23.6 - Arithmétique.
Deux et deux font quatre. Et une évidence, une ! Si je crois le Moine, il va falloir la fuir, ou du moins s’en méfier, et je crois le moine. Pour être exact, lorsque je comprends ce qu’il écrit, il m’arrive de penser que je pense comme lui. Croire n’est pas le bon mot, n’a jamais été un bon mot, c’est un mot de corbeau moi qui me trouve renard. Deux et deux ne feraient-ils pas quatre, alors ?
Cent-trente-quatrième jour.
Il ne faut pas confondre ce qui relève de l’évidence et ce qui ressort d’une définition. Un jour, quelqu’un, quelques uns, en Inde ou dans ces contrées là, dans un temps que les moins de mille ans ne peuvent pas connaître, ont donné un nom à la succession cumulée de leurs dix doigts. Yek, do, séh, tchahar, pandj, seis, haft, hacht, nô. Neuf doigts, et suprême habileté, le petit auriculaire gauche n’a pas eu besoin de définition, on a décidé qu’il représentait les deux mains à lui seul, dix, dah, un yek suivi du zéro. Il ne restait plus qu’à compter de la même façon les gens avec leurs deux mains et on inventait le mot cent, le yek et deux zéros derrière. Avec neuf définitions, neuf mots inventés, et un zéro issu de rien, on avait de quoi énumérer l’infini.
Etonnant, non ?
Deux et deux ne sont donc que la conséquence logique de ces définitions, et aucune évidence ne préside à ce résultat, quatre n’est pas le résultat de deux et deux, mais le mot qui désigne par définition ce résultat. C’est le contraire d’une évidence, et ce n’est pas une vérité, c’est une invention. Que de temps il a fallu pour y parvenir, que d’hésitations sans doute, que d’impasses et de retour en arrière ! Les romains eux-mêmes ne connaissaient pas le système et se sont affublés d’un comptage besogneux d’un lourdingue insupportable, qui pourtant semblait évident au départ. Un vrai travail de romains.

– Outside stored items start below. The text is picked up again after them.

//! Column-name resolution.
//!
//! Sensor-logging apps disagree on header names. Every component resolves
//! columns through [`COLUMN_ALIASES`]; names are compared case-insensitively
//! after trimming. Within one role the first alias found wins.
//!
//! Acceleration fallback order: all three axes, then a single vertical
//! column, otherwise a schema error. GPS is used only when both latitude and
//! longitude resolve.

use crate::error::{IriError, Result};

#[derive(Clone, Copy, Debug, PartialEq, Eq)]
pub enum ColumnRole {
    Time,
    AccelX,
    AccelY,
    AccelZ,
    Vertical,
    Latitude,
    Longitude,
}

pub const COLUMN_ALIASES: &[(ColumnRole, &[&str])] = &[
    (
        ColumnRole::Time,
        &["time", "timestamp", "seconds_elapsed", "time_s", "t"],
    ),
    (ColumnRole::AccelX, &["ax", "accel_x", "acc_x", "x"]),
    (ColumnRole::AccelY, &["ay", "accel_y", "acc_y", "y"]),
    (ColumnRole::AccelZ, &["az", "accel_z", "acc_z", "z"]),
    (
        ColumnRole::Vertical,
        &[
            "vertical_accel",
            "vertical_acceleration",
            "acc_vertical",
            "av",
        ],
    ),
    (ColumnRole::Latitude, &["lat", "latitude"]),
    (ColumnRole::Longitude, &["lon", "lng", "long", "longitude"]),
];

#[derive(Clone, Copy, Debug, PartialEq, Eq)]
pub enum AccelColumns {
    Triaxial { x: usize, y: usize, z: usize },
    Vertical(usize),
}

#[derive(Clone, Copy, Debug, PartialEq, Eq)]
pub struct GpsColumns {
    pub latitude: usize,
    pub longitude: usize,
}

#[derive(Clone, Copy, Debug, PartialEq, Eq)]
pub struct ResolvedColumns {
    pub time: usize,
    pub accel: AccelColumns,
    pub gps: Option<GpsColumns>,
}

pub fn aliases(role: ColumnRole) -> &'static [&'static str] {
    COLUMN_ALIASES
        .iter()
        .find(|(r, _)| *r == role)
        .map(|(_, names)| *names)
        .unwrap_or(&[])
}

/// Index of the first header matching any alias of `role`.
pub fn find(headers: &[String], role: ColumnRole) -> Option<usize> {
    let normalized: Vec<String> = headers.iter().map(|h| h.trim().to_lowercase()).collect();
    aliases(role)
        .iter()
        .find_map(|alias| normalized.iter().position(|h| h == alias))
}

pub fn resolve(headers: &[String]) -> Result<ResolvedColumns> {
    let time = find(headers, ColumnRole::Time).ok_or_else(|| {
        IriError::Schema(format!(
            "no time column (tried {:?}) in headers {:?}",
            aliases(ColumnRole::Time),
            headers
        ))
    })?;

    let axes = (
        find(headers, ColumnRole::AccelX),
        find(headers, ColumnRole::AccelY),
        find(headers, ColumnRole::AccelZ),
    );
    let accel = match axes {
        (Some(x), Some(y), Some(z)) => AccelColumns::Triaxial { x, y, z },
        _ => match find(headers, ColumnRole::Vertical) {
            Some(v) => AccelColumns::Vertical(v),
            None => {
                return Err(IriError::Schema(format!(
                    "no acceleration columns: need x/y/z axes {:?}/{:?}/{:?} or a vertical column {:?}",
                    aliases(ColumnRole::AccelX),
                    aliases(ColumnRole::AccelY),
                    aliases(ColumnRole::AccelZ),
                    aliases(ColumnRole::Vertical)
                )))
            }
        },
    };

    let gps = match (
        find(headers, ColumnRole::Latitude),
        find(headers, ColumnRole::Longitude),
    ) {
        (Some(latitude), Some(longitude)) => Some(GpsColumns {
            latitude,
            longitude,
        }),
        _ => None,
    };

    Ok(ResolvedColumns { time, accel, gps })
}

#[cfg(test)]
mod tests {
    use super::*;

    fn headers(names: &[&str]) -> Vec<String> {
        names.iter().map(|s| s.to_string()).collect()
    }

    #[test]
    fn test_triaxial_with_gps() {
        let cols = resolve(&headers(&["Time", "ax", "ay", "az", "Latitude", "lon"])).unwrap();
        assert_eq!(cols.time, 0);
        assert_eq!(cols.accel, AccelColumns::Triaxial { x: 1, y: 2, z: 3 });
        assert_eq!(
            cols.gps,
            Some(GpsColumns {
                latitude: 4,
                longitude: 5
            })
        );
    }

    #[test]
    fn test_alias_priority_within_role() {
        // "time" beats "seconds_elapsed" regardless of column order
        let cols = resolve(&headers(&["seconds_elapsed", "x", "y", "z", "time"])).unwrap();
        assert_eq!(cols.time, 4);
    }

    #[test]
    fn test_falls_back_to_vertical_column() {
        let cols = resolve(&headers(&["timestamp", "ax", "vertical_accel"])).unwrap();
        assert_eq!(cols.accel, AccelColumns::Vertical(2));
        assert!(cols.gps.is_none());
    }

    #[test]
    fn test_lat_without_lon_disables_gps() {
        let cols = resolve(&headers(&["t", "x", "y", "z", "lat"])).unwrap();
        assert!(cols.gps.is_none());
    }

    #[test]
    fn test_missing_time_is_schema_error() {
        let err = resolve(&headers(&["ax", "ay", "az"])).unwrap_err();
        assert!(matches!(err, IriError::Schema(_)));
    }

    #[test]
    fn test_missing_accel_is_schema_error() {
        let err = resolve(&headers(&["time", "lat", "lon"])).unwrap_err();
        assert!(matches!(err, IriError::Schema(_)));
        assert_eq!(err.kind(), "schema_error");
    }
}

Ceux qui ont conçu le système décimal ont été des génies absolus pourvus de dix doigts, tu te rends compte s’ils avaient été manchots ou surnuméraires ?
Et je n’écris rien sur l’invention du zéro. Évident, le zéro ?
Quatre est par définition le résultat de l’addition de deux et de deux, comme cinq celui de quatre et un ou deux et trois, et ainsi de suite. Mes dix chiffres en poche, je peux conquérir le monde. Ce ne sont pas des évidences mais des constructions intellectuelles qui ont demandé sept millions d’années moins quelques siècles à l’humanité, et à toi cinq à six ans d’apprentissage, d’acquis.
Acquis. Tu as tout appris, tout, de ta façon de regarder le ciel et de le voir bleu à tes tables de la loi ou de multiplication, de ton langage primitif, primal, à ta septième langue étrangère couramment parlée, et tous ces univers étrangers les uns aux autres auxquels tu as su te donner accès, si différents et souvent si proches dans leur humaine condition.
Tout est appris, tout est construit, tout s’est construit en toi depuis le premier son que t’a transmis le liquide amniotique jusqu’aux gestes d’amour dont tu entoure ta belle les soirs de désir, du cri que tu as poussé sous la gifle de la sage-femme à l’élégante solution mathématique qui t’es venue à l’esprit un matin ensoleillé d’examen décisif.
Auras-tu l’audace de prétendre que cet immense château de carte qui est toi relève de l’évidence ? Tu es libre, et tu ne peux te contenter de ce piège, tu vaux mieux que cela. Tu n’existes qu’en le refusant et, chaussant tes lunettes, assis sur ta souche en te mettant à regarder par quelles illusions ce château de cartes tient, ta vie prendra tout son sens.